Problem description:
The answer is to be an exact copy of the lines below running from the line with "repository 284b8f3997c184ab" down to the line with "pub fn run(ctx: &Context, args: &PlanArgs)", both ends included, and nothing more.

Dataset excerpts:
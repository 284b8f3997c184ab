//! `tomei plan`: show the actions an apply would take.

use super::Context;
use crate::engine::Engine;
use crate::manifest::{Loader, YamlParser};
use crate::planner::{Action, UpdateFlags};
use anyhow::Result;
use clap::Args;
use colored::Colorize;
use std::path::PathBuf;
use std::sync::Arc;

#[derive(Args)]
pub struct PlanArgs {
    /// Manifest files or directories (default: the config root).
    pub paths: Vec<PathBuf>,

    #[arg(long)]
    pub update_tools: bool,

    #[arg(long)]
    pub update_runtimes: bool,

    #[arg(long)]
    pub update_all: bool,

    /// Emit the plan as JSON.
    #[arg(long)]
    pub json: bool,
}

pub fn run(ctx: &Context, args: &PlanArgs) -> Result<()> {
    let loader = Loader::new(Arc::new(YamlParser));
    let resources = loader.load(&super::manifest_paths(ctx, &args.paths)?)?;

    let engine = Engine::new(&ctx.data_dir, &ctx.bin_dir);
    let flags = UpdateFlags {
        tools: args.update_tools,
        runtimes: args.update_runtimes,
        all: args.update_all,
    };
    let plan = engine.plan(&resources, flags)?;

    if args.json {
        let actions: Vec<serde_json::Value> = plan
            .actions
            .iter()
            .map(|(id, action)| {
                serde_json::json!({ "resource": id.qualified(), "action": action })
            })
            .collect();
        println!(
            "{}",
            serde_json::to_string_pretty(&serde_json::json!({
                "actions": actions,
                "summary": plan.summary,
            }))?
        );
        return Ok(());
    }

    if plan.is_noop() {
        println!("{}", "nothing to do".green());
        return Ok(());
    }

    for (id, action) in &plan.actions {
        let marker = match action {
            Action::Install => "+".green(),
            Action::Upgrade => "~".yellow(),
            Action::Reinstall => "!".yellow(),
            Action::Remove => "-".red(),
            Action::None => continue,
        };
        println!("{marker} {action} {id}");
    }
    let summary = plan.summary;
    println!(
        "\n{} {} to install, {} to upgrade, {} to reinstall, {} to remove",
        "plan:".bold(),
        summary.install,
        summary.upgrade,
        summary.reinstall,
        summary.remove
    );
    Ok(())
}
==
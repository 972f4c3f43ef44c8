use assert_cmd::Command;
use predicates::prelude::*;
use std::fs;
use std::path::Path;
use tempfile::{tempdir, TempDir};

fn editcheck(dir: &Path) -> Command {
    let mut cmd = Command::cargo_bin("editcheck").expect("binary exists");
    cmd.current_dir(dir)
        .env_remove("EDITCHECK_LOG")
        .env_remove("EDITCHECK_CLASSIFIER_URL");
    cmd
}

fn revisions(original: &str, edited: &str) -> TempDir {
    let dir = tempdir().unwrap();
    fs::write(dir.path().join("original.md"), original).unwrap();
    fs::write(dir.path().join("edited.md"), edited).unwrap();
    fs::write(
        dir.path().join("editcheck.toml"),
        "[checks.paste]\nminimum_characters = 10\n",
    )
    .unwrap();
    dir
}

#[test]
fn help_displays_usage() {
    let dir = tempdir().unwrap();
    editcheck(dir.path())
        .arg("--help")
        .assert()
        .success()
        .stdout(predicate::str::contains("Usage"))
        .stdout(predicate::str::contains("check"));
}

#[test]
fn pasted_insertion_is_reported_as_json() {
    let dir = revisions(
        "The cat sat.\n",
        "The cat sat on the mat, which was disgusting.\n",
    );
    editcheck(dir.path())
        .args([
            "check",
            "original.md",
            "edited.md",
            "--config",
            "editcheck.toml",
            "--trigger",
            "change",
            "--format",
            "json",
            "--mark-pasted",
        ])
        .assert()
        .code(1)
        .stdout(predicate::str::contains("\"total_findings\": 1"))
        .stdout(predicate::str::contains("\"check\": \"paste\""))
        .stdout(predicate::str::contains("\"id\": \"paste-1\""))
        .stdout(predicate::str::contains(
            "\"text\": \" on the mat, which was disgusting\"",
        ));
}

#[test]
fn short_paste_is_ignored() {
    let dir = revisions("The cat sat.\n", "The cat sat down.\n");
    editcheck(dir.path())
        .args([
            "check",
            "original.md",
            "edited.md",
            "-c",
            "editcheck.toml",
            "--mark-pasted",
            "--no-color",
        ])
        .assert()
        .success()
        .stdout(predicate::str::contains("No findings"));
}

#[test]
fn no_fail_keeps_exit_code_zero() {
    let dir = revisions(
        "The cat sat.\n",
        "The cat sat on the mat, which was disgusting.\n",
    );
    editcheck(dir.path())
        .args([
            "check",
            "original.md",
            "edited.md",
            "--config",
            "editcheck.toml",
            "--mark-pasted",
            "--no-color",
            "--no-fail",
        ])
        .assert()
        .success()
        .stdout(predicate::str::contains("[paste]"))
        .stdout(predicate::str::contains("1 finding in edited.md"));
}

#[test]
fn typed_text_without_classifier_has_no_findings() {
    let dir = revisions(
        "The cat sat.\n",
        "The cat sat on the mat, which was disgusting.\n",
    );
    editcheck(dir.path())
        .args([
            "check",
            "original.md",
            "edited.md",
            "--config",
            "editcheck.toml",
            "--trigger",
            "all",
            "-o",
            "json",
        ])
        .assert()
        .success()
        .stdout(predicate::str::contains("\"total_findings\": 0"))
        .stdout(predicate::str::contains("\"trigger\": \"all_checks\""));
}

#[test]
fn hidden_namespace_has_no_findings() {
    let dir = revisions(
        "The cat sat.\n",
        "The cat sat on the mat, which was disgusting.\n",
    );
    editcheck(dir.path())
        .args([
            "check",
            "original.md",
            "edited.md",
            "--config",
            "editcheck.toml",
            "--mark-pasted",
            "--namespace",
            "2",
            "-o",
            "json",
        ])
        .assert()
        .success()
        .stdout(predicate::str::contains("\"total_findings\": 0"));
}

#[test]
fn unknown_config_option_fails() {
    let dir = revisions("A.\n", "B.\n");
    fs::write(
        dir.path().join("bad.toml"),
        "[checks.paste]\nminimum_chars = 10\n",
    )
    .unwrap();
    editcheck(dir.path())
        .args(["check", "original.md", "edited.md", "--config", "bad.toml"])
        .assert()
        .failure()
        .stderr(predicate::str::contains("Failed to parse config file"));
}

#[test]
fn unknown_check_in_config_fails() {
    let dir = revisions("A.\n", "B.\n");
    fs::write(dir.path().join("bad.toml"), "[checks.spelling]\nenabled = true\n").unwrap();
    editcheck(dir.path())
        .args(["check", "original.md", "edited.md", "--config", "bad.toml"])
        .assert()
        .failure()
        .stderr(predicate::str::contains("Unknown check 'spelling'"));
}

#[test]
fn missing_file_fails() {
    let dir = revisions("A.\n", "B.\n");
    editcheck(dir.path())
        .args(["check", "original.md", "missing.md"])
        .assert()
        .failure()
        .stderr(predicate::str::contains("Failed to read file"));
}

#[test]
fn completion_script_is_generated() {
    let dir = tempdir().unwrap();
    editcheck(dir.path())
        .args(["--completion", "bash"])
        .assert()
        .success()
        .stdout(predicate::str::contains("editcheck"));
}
* * *
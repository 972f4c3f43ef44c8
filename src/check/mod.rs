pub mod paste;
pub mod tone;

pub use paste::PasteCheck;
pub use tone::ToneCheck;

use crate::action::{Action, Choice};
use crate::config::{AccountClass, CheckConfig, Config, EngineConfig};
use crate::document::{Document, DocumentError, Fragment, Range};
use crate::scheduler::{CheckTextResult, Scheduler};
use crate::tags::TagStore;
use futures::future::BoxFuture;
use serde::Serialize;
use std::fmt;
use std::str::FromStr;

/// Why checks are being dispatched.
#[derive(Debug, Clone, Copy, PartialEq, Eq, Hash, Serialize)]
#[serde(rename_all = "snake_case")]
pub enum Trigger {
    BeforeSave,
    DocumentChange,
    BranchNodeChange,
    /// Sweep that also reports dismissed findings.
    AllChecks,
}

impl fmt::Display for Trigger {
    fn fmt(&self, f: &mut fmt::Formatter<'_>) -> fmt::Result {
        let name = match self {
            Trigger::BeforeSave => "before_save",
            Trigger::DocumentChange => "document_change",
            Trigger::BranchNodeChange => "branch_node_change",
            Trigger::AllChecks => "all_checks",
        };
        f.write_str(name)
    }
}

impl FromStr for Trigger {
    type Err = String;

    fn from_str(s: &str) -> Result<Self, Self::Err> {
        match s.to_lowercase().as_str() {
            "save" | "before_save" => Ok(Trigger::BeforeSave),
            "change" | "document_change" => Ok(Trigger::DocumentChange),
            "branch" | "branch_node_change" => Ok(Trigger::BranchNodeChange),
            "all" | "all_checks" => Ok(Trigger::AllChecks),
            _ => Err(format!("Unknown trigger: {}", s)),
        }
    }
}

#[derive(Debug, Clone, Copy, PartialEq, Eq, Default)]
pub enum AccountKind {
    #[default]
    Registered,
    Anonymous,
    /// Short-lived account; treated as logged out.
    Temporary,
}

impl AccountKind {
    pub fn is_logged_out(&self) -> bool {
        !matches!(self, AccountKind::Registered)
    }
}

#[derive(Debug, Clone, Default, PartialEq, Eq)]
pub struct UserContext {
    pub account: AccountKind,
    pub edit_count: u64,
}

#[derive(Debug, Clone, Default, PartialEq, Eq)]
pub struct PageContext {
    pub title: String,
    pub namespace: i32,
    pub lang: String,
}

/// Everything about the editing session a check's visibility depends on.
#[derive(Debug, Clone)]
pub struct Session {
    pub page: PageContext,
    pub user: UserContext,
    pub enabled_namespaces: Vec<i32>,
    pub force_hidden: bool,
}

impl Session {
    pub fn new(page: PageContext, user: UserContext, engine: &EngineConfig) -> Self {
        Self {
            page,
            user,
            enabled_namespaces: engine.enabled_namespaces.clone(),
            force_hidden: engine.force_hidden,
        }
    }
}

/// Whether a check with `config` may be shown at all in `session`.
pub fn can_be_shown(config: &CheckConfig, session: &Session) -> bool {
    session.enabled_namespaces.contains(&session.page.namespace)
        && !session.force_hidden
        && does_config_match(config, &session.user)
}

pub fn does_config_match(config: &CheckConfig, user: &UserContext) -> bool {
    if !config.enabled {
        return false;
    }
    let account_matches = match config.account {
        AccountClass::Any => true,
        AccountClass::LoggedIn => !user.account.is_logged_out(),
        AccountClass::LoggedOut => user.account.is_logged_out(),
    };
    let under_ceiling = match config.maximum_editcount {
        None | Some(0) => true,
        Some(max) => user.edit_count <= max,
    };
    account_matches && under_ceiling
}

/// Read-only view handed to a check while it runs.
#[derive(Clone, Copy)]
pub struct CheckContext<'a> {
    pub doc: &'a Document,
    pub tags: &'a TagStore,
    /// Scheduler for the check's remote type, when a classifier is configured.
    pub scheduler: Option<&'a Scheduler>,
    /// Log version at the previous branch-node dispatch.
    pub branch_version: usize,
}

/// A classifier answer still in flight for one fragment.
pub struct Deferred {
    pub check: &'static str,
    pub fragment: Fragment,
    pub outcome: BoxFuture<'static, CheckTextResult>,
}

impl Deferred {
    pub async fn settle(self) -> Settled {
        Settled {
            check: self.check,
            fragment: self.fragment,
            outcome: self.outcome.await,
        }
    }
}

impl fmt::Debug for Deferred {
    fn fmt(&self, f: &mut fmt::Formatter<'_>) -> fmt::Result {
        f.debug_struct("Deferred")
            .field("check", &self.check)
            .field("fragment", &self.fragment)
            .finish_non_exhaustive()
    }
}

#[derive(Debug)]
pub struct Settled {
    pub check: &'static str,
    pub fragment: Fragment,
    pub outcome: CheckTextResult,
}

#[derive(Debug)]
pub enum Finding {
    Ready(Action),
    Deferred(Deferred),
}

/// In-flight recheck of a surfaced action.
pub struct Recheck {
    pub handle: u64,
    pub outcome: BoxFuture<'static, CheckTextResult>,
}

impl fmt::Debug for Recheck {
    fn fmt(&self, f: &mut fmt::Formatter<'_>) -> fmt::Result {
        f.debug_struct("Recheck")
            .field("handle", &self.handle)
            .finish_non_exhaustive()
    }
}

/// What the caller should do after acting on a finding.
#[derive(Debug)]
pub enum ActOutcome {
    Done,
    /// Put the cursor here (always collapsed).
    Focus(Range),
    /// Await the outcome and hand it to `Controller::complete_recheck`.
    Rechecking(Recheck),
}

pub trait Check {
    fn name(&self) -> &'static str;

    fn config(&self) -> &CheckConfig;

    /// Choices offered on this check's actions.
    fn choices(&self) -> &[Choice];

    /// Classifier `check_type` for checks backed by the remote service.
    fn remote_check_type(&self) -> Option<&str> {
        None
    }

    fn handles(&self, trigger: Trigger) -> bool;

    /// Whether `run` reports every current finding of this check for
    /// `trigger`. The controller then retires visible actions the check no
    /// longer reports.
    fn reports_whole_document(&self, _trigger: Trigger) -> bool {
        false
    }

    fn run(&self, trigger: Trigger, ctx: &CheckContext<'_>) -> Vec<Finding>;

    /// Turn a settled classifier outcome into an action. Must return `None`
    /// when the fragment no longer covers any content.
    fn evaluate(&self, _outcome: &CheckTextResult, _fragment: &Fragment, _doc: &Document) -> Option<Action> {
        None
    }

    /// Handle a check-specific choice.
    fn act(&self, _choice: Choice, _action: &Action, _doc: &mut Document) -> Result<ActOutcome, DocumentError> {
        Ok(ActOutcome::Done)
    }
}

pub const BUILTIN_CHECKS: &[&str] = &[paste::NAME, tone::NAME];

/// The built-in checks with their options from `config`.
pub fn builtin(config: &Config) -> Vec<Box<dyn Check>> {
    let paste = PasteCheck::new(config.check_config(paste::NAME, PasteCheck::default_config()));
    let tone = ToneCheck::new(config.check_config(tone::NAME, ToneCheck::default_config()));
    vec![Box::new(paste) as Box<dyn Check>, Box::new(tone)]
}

Exercise solution:
repository 284b8f3997c184ab
//! `tomei plan`: show the actions an apply would take.

use super::Context;
use crate::engine::Engine;
use crate::manifest::{Loader, YamlParser};
use crate::planner::{Action, UpdateFlags};
use anyhow::Result;
use clap::Args;
use colored::Colorize;
use std::path::PathBuf;
use std::sync::Arc;

#[derive(Args)]
pub struct PlanArgs {
    /// Manifest files or directories (default: the config root).
    pub paths: Vec<PathBuf>,

    #[arg(long)]
    pub update_tools: bool,

    #[arg(long)]
    pub update_runtimes: bool,

    #[arg(long)]
    pub update_all: bool,

    /// Emit the plan as JSON.
    #[arg(long)]
    pub json: bool,
}

pub fn run(ctx: &Context, args: &PlanArgs) -> Result<()> {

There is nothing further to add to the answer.